Takematsu Toru, Ikeda Asuka, Fukunaga Ryota, Kishikawa Keiji, Imamura Ichiro
Department of Gastroenterological Surgery, Imamura Hospital, 1523-6 Todoroki-cho, Saga 841-0061, Japan.
J Surg Case Rep. 2025 Aug 12;2025(8):rjaf620. doi: 10.1093/jscr/rjaf620. eCollection 2025 Aug.

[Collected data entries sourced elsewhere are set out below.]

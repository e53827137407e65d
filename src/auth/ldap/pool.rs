//! Non-blocking pool of directory connections.
//!
//! Checkout never waits: an empty queue means a fresh connection is opened,
//! and a full queue on checkin means the connection is closed.  The queue
//! bound therefore limits idle connections, not concurrent ones.

use std::collections::VecDeque;

use anyhow::{Context, Result};
use parking_lot::Mutex;
use tracing::{debug, warn};

use crate::metrics::MetricsRegistry;

/// Maximum number of idle connections kept for reuse.
pub const POOL_CAPACITY: usize = 5;

// ---------------------------------------------------------------------------
// Connection traits
// ---------------------------------------------------------------------------

/// Opens new directory connections.
#[async_trait::async_trait]
pub trait DirectoryConnector: Send + Sync + 'static {
    type Connection: DirectoryConnection;

    async fn connect(&self) -> Result<Self::Connection>;
}

/// A live directory session.  Never shared between concurrent callers.
#[async_trait::async_trait]
pub trait DirectoryConnection: Send + 'static {
    /// `Ok(false)` for a rejected bind, `Err` for a transport or protocol fault.
    async fn authenticate(&mut self, username: &str, password: &str) -> Result<bool>;

    async fn groups_of_user(&mut self, username: &str) -> Result<Vec<String>>;

    async fn close(self);
}

// ---------------------------------------------------------------------------
// Operations
// ---------------------------------------------------------------------------

#[async_trait::async_trait]
trait Operation<T: DirectoryConnection>: Sync {
    type Output: Send;

    const NAME: &'static str;

    async fn run(&self, conn: &mut T) -> Result<Self::Output>;
}

struct Authenticate<'a> {
    username: &'a str,
    password: &'a str,
}

#[async_trait::async_trait]
impl<'a, T: DirectoryConnection> Operation<T> for Authenticate<'a> {
    type Output = bool;

    const NAME: &'static str = "authenticate";

    async fn run(&self, conn: &mut T) -> Result<bool> {
        conn.authenticate(self.username, self.password).await
    }
}

struct GroupsOfUser<'a> {
    username: &'a str,
}

#[async_trait::async_trait]
impl<'a, T: DirectoryConnection> Operation<T> for GroupsOfUser<'a> {
    type Output = Vec<String>;

    const NAME: &'static str = "groups_of_user";

    async fn run(&self, conn: &mut T) -> Result<Vec<String>> {
        conn.groups_of_user(self.username).await
    }
}

// ---------------------------------------------------------------------------
// Pool
// ---------------------------------------------------------------------------

pub struct ConnectionPool<C: DirectoryConnector> {
    connector: C,
    idle: Mutex<VecDeque<C::Connection>>,
    metrics: MetricsRegistry,
}

impl<C: DirectoryConnector> ConnectionPool<C> {
    pub fn new(connector: C, metrics: MetricsRegistry) -> Self {
        Self {
            connector,
            idle: Mutex::new(VecDeque::with_capacity(POOL_CAPACITY)),
            metrics,
        }
    }

    pub async fn authenticate(&self, username: &str, password: &str) -> Result<bool> {
        self.with_retry(&Authenticate { username, password }).await
    }

    pub async fn groups_of_user(&self, username: &str) -> Result<Vec<String>> {
        self.with_retry(&GroupsOfUser { username }).await
    }

    /// Close every idle connection.  Connections checked out at this point
    /// are not tracked.
    pub async fn close_all(&self) {
        let drained: Vec<C::Connection> = self.idle.lock().drain(..).collect();
        let count = drained.len();
        for conn in drained {
            conn.close().await;
        }
        debug!(count, "directory pool drained");
    }

    /// Run `op`; on error discard the connection and retry once on a new one.
    async fn with_retry<O: Operation<C::Connection>>(&self, op: &O) -> Result<O::Output> {
        let mut conn = self.checkout().await?;
        match op.run(&mut conn).await {
            Ok(out) => {
                self.checkin(conn).await;
                return Ok(out);
            }
            Err(e) => {
                warn!(op = O::NAME, error = %e, "directory operation failed, reconnecting");
                self.discard(conn).await;
            }
        }

        let mut conn = self
            .connect()
            .await
            .context("failed to reconnect to directory")?;
        let result = op.run(&mut conn).await;
        self.checkin(conn).await;
        result
    }

    async fn checkout(&self) -> Result<C::Connection> {
        let idle = self.idle.lock().pop_front();
        match idle {
            Some(conn) => {
                self.metrics.metrics.ldap_connections_reused.inc();
                Ok(conn)
            }
            None => self.connect().await,
        }
    }

    async fn connect(&self) -> Result<C::Connection> {
        let conn = self.connector.connect().await?;
        self.metrics.metrics.ldap_connections_created.inc();
        Ok(conn)
    }

    async fn checkin(&self, conn: C::Connection) {
        let overflow = {
            let mut idle = self.idle.lock();
            if idle.len() < POOL_CAPACITY {
                idle.push_back(conn);
                None
            } else {
                Some(conn)
            }
        };
        if let Some(conn) = overflow {
            self.discard(conn).await;
        }
    }

    async fn discard(&self, conn: C::Connection) {
        self.metrics.metrics.ldap_connections_discarded.inc();
        conn.close().await;
    }
}
mod auth;
mod config;
mod health;
mod http;
mod metrics;

use std::sync::Arc;
use std::time::Duration;

use anyhow::{Context, Result};
use clap::Parser;
use tokio::signal;
use tracing_subscriber::layer::SubscriberExt;
use tracing_subscriber::util::SubscriberInitExt;
use tracing_subscriber::EnvFilter;

use crate::auth::crypter::Crypter;
use crate::config::{Config, Kind};
use crate::health::HealthCheck;
use crate::http::basic::BasicGate;
use crate::http::forward::{ForwardHandler, UpstreamClient};
use crate::http::handler::{AppState, Gate};
use crate::http::html::HtmlGate;
use crate::metrics::MetricsRegistry;

// ---------------------------------------------------------------------------
// CLI
// ---------------------------------------------------------------------------

#[derive(Parser, Debug)]
#[command(name = "auth-http-proxy", about = "Authenticating HTTP reverse proxy")]
struct Cli {
    /// Path to the YAML (or JSON) configuration file.
    #[arg(short, long, default_value = "/etc/auth-http-proxy/config.yaml")]
    config: String,
}

// ---------------------------------------------------------------------------
// Gate setup
// ---------------------------------------------------------------------------

fn build_gate(
    config: &Config,
    verifier: Arc<dyn auth::Verifier>,
    forward: ForwardHandler,
    metrics: &MetricsRegistry,
) -> Result<Gate> {
    let gate = match config.kind {
        Kind::Basic => Gate::Basic(BasicGate::new(
            verifier,
            forward,
            &config.basic_auth_realm,
            metrics.clone(),
        )),
        Kind::Html => {
            let crypter = Crypter::new(config.secret.as_bytes())
                .context("failed to initialise session crypter")?;
            Gate::Html(HtmlGate::new(verifier, forward, crypter, metrics.clone()))
        }
    };
    Ok(gate)
}

// ---------------------------------------------------------------------------
// Servers (axum)
// ---------------------------------------------------------------------------

async fn run_http_server(config: &Config, state: AppState) -> Result<()> {
    let app = http::handler::create_router(Arc::new(state));

    let listen_addr: std::net::SocketAddr = config
        .listen
        .parse()
        .context("invalid listen address")?;

    let listener = tokio::net::TcpListener::bind(listen_addr)
        .await
        .with_context(|| format!("failed to bind HTTP listener on {listen_addr}"))?;

    tracing::info!(%listen_addr, target = %config.target_address, "proxy listening");

    axum::serve(listener, app)
        .with_graceful_shutdown(shutdown_signal())
        .await
        .context("HTTP server error")?;

    Ok(())
}

async fn run_metrics_server(listen: String, metrics: MetricsRegistry) -> Result<()> {
    let listen_addr: std::net::SocketAddr =
        listen.parse().context("invalid metrics_listen address")?;

    let listener = tokio::net::TcpListener::bind(listen_addr)
        .await
        .with_context(|| format!("failed to bind metrics listener on {listen_addr}"))?;

    tracing::info!(%listen_addr, "metrics listening");

    axum::serve(listener, http::handler::create_metrics_router(metrics))
        .with_graceful_shutdown(shutdown_signal())
        .await
        .context("metrics server error")?;

    Ok(())
}

// ---------------------------------------------------------------------------
// Graceful shutdown
// ---------------------------------------------------------------------------

async fn shutdown_signal() {
    let ctrl_c = async {
        if let Err(e) = signal::ctrl_c().await {
            tracing::error!(error = %e, "failed to install Ctrl+C handler");
            std::future::pending::<()>().await;
        }
    };

    #[cfg(unix)]
    let terminate = async {
        match signal::unix::signal(signal::unix::SignalKind::terminate()) {
            Ok(mut sigterm) => {
                sigterm.recv().await;
            }
            Err(e) => {
                tracing::error!(error = %e, "failed to install SIGTERM handler");
                std::future::pending::<()>().await;
            }
        }
    };

    #[cfg(not(unix))]
    let terminate = std::future::pending::<()>();

    tokio::select! {
        () = ctrl_c => tracing::info!("received SIGINT"),
        () = terminate => tracing::info!("received SIGTERM"),
    }
}

// ---------------------------------------------------------------------------
// Main
// ---------------------------------------------------------------------------

#[tokio::main]
async fn main() -> Result<()> {
    // ---- CLI ----
    let cli = Cli::parse();

    // ---- Tracing ----
    tracing_subscriber::registry()
        .with(EnvFilter::try_from_default_env().unwrap_or_else(|_| EnvFilter::new("info")))
        .with(tracing_subscriber::fmt::layer().json())
        .init();

    // ---- Config ----
    let config = config::load_config(&cli.config)?;

    tracing::info!(
        config_path = %cli.config,
        kind = ?config.kind,
        verifier = ?config.verifier,
        "starting auth-http-proxy"
    );

    // ---- Metrics ----
    let metrics = MetricsRegistry::new();

    // ---- Verifier backend ----
    let verifier = auth::build_verifier(&config, &metrics)?;

    // ---- Upstream ----
    let transport = UpstreamClient::new(
        &config.target_address,
        Duration::from_secs(config.upstream_timeout),
    )?;
    let forward = ForwardHandler::new(Arc::new(transport), &config.target_address, metrics.clone());

    // ---- App state ----
    let state = AppState {
        gate: build_gate(&config, Arc::clone(&verifier), forward, &metrics)?,
        health: HealthCheck::from_config(&config)?,
    };

    // ---- Spawn services ----
    let metrics_handle = config.metrics_listen.clone().map(|listen| {
        let m = metrics.clone();
        tokio::spawn(async move {
            if let Err(e) = run_metrics_server(listen, m).await {
                tracing::error!(error = %format!("{e:#}"), "metrics server failed");
            }
        })
    });

    let result = run_http_server(&config, state).await;

    // ---- Drain ----
    verifier.shutdown().await;
    if let Some(handle) = metrics_handle {
        if result.is_err() {
            handle.abort();
        }
        let _ = handle.await;
    }

    result?;
    tracing::info!("auth-http-proxy shut down cleanly");
    Ok(())
}
//! rustls client config for directory connections whose certificate name
//! differs from the dialed host (e.g. `ldap_host` is an IP address).

use std::sync::Arc;
use std::time::SystemTime;

use anyhow::{Context, Result};
use rustls::client::{ServerCertVerified, ServerCertVerifier, WebPkiVerifier};
use rustls::{Certificate, ClientConfig, RootCertStore, ServerName};
use tracing::warn;

/// Verifies the chain against the system roots, but checks the certificate
/// name against a fixed `server_name` instead of the connection host.
struct FixedNameVerifier {
    inner: WebPkiVerifier,
    server_name: ServerName,
}

impl ServerCertVerifier for FixedNameVerifier {
    fn verify_server_cert(
        &self,
        end_entity: &Certificate,
        intermediates: &[Certificate],
        _server_name: &ServerName,
        scts: &mut dyn Iterator<Item = &[u8]>,
        ocsp_response: &[u8],
        now: SystemTime,
    ) -> Result<ServerCertVerified, rustls::Error> {
        self.inner.verify_server_cert(
            end_entity,
            intermediates,
            &self.server_name,
            scts,
            ocsp_response,
            now,
        )
    }
}

fn native_roots() -> RootCertStore {
    let mut root_store = RootCertStore::empty();
    match rustls_native_certs::load_native_certs() {
        Ok(certs) => {
            let der: Vec<Vec<u8>> = certs.into_iter().map(|cert| cert.0).collect();
            let (_, invalid) = root_store.add_parsable_certificates(&der);
            if invalid > 0 {
                warn!(invalid, "skipped unparsable system root certificates");
            }
        }
        Err(e) => warn!(error = %e, "failed to load system root certificates"),
    }
    root_store
}

/// Client config checking directory certificates against `server_name`.
pub fn client_config(server_name: &str) -> Result<Arc<ClientConfig>> {
    let server_name = ServerName::try_from(server_name)
        .with_context(|| format!("invalid ldap server_name: {server_name}"))?;

    let root_store = native_roots();
    let verifier = FixedNameVerifier {
        inner: WebPkiVerifier::new(root_store.clone(), None),
        server_name,
    };

    let mut config = ClientConfig::builder()
        .with_safe_defaults()
        .with_root_certificates(root_store)
        .with_no_client_auth();
    config
        .dangerous()
        .set_certificate_verifier(Arc::new(verifier));
    Ok(Arc::new(config))
}
use std::fmt::Write;
use std::sync::Arc;

use prometheus_client::encoding::{EncodeLabelSet, EncodeLabelValue, LabelValueEncoder};
use prometheus_client::metrics::counter::Counter;
use prometheus_client::metrics::family::Family;
use prometheus_client::registry::Registry;

// ---------------------------------------------------------------------------
// Label types
// ---------------------------------------------------------------------------

#[derive(Clone, Debug, Hash, PartialEq, Eq, EncodeLabelSet)]
pub struct VerifyLabels {
    pub result: VerifyResult,
}

#[derive(Clone, Debug, Hash, PartialEq, Eq)]
pub enum VerifyResult {
    Allowed,
    Denied,
    Error,
}

impl VerifyResult {
    pub fn as_str(&self) -> &'static str {
        match self {
            VerifyResult::Allowed => "allowed",
            VerifyResult::Denied => "denied",
            VerifyResult::Error => "error",
        }
    }
}

impl EncodeLabelValue for VerifyResult {
    fn encode(&self, encoder: &mut LabelValueEncoder) -> Result<(), std::fmt::Error> {
        encoder.write_str(self.as_str())
    }
}

// ---------------------------------------------------------------------------
// Metrics struct
// ---------------------------------------------------------------------------

/// Central container for every Prometheus metric exposed by the proxy.
pub struct Metrics {
    // -- gates --
    pub verify_total: Family<VerifyLabels, Counter>,

    // -- auth cache --
    pub auth_cache_hits: Counter,
    pub auth_cache_misses: Counter,

    // -- ldap pool --
    pub ldap_connections_created: Counter,
    pub ldap_connections_reused: Counter,
    pub ldap_connections_discarded: Counter,

    // -- upstream --
    pub upstream_requests: Counter,
    pub upstream_failures: Counter,
}

impl Metrics {
    /// Create a new [`Metrics`] instance and register every metric with the
    /// supplied `registry`.
    pub fn new(registry: &mut Registry) -> Self {
        let verify_total = Family::<VerifyLabels, Counter>::default();
        registry.register(
            "auth_http_proxy_verify",
            "Credential verifications by outcome",
            verify_total.clone(),
        );

        let auth_cache_hits = Counter::default();
        registry.register(
            "auth_http_proxy_auth_cache_hits",
            "Verifications answered from the positive cache",
            auth_cache_hits.clone(),
        );

        let auth_cache_misses = Counter::default();
        registry.register(
            "auth_http_proxy_auth_cache_misses",
            "Verifications delegated to the backend",
            auth_cache_misses.clone(),
        );

        let ldap_connections_created = Counter::default();
        registry.register(
            "auth_http_proxy_ldap_connections_created",
            "LDAP connections opened",
            ldap_connections_created.clone(),
        );

        let ldap_connections_reused = Counter::default();
        registry.register(
            "auth_http_proxy_ldap_connections_reused",
            "LDAP connections taken from the idle queue",
            ldap_connections_reused.clone(),
        );

        let ldap_connections_discarded = Counter::default();
        registry.register(
            "auth_http_proxy_ldap_connections_discarded",
            "LDAP connections closed after an error or on a full queue",
            ldap_connections_discarded.clone(),
        );

        let upstream_requests = Counter::default();
        registry.register(
            "auth_http_proxy_upstream_requests",
            "Requests forwarded to the upstream",
            upstream_requests.clone(),
        );

        let upstream_failures = Counter::default();
        registry.register(
            "auth_http_proxy_upstream_failures",
            "Forwarded requests that failed before a response",
            upstream_failures.clone(),
        );

        Self {
            verify_total,
            auth_cache_hits,
            auth_cache_misses,
            ldap_connections_created,
            ldap_connections_reused,
            ldap_connections_discarded,
            upstream_requests,
            upstream_failures,
        }
    }

    pub fn record_verify(&self, result: VerifyResult) {
        self.verify_total
            .get_or_create(&VerifyLabels { result })
            .inc();
    }
}

// ---------------------------------------------------------------------------
// Shared handle
// ---------------------------------------------------------------------------

/// Thread-safe wrapper for the metrics registry.
#[derive(Clone)]
pub struct MetricsRegistry {
    pub registry: Arc<Registry>,
    pub metrics: Arc<Metrics>,
}

impl MetricsRegistry {
    /// Build a fresh registry and pre-register all proxy metrics.
    pub fn new() -> Self {
        let mut registry = Registry::default();
        let metrics = Metrics::new(&mut registry);
        Self {
            registry: Arc::new(registry),
            metrics: Arc::new(metrics),
        }
    }

    /// Render the registry in OpenMetrics text format.
    pub fn encode(&self) -> anyhow::Result<String> {
        let mut buf = String::new();
        prometheus_client::encoding::text::encode(&mut buf, &self.registry)?;
        Ok(buf)
    }
}

impl Default for MetricsRegistry {
    fn default() -> Self {
        Self::new()
    }
}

Gallbladder torsion is a rare condition and has very similar symptoms to acute cholecystitis and is often difficult to diagnose preoperatively. We report the case of a patient who was initially diagnosed with cholecystitis and subsequently underwent surgery with a diagnosis of gallbladder torsion on the fifth day after onset. An 83-year-old woman presented with a 2-day history of gradually progressive lower abdominal pain. Computed tomography showed a gallstone and an enlarged gallbladder. We diagnosed the patient with gallstone cholecystitis and admitted her to hospital. As the abdominal pain had not improved by the next day, we performed a laparoscopic cholecystectomy on the fifth day onset. Intraoperative findings confirmed necrosis of the gallbladder and torsion at the gallbladder neck. Gallbladder torsion may be misdiagnosed as acute cholecystitis. When abdominal symptoms are not severe as in our case, semi-emergency surgery may be a viable option.
胆囊扭转是一种罕见病症,其症状与急性胆囊炎非常相似,术前常难以诊断。我们报告一例患者,最初被诊断为胆囊炎,发病后第五天手术时确诊为胆囊扭转。一名83岁女性,有2天逐渐加重的下腹痛病史。计算机断层扫描显示有胆结石和胆囊增大。我们诊断该患者为结石性胆囊炎并收治入院。次日腹痛未改善,发病第五天我们进行了腹腔镜胆囊切除术。术中发现证实胆囊坏死及胆囊颈部扭转。胆囊扭转可能被误诊为急性胆囊炎。当腹部症状不像我们病例中那样严重时,半急诊手术可能是一种可行的选择。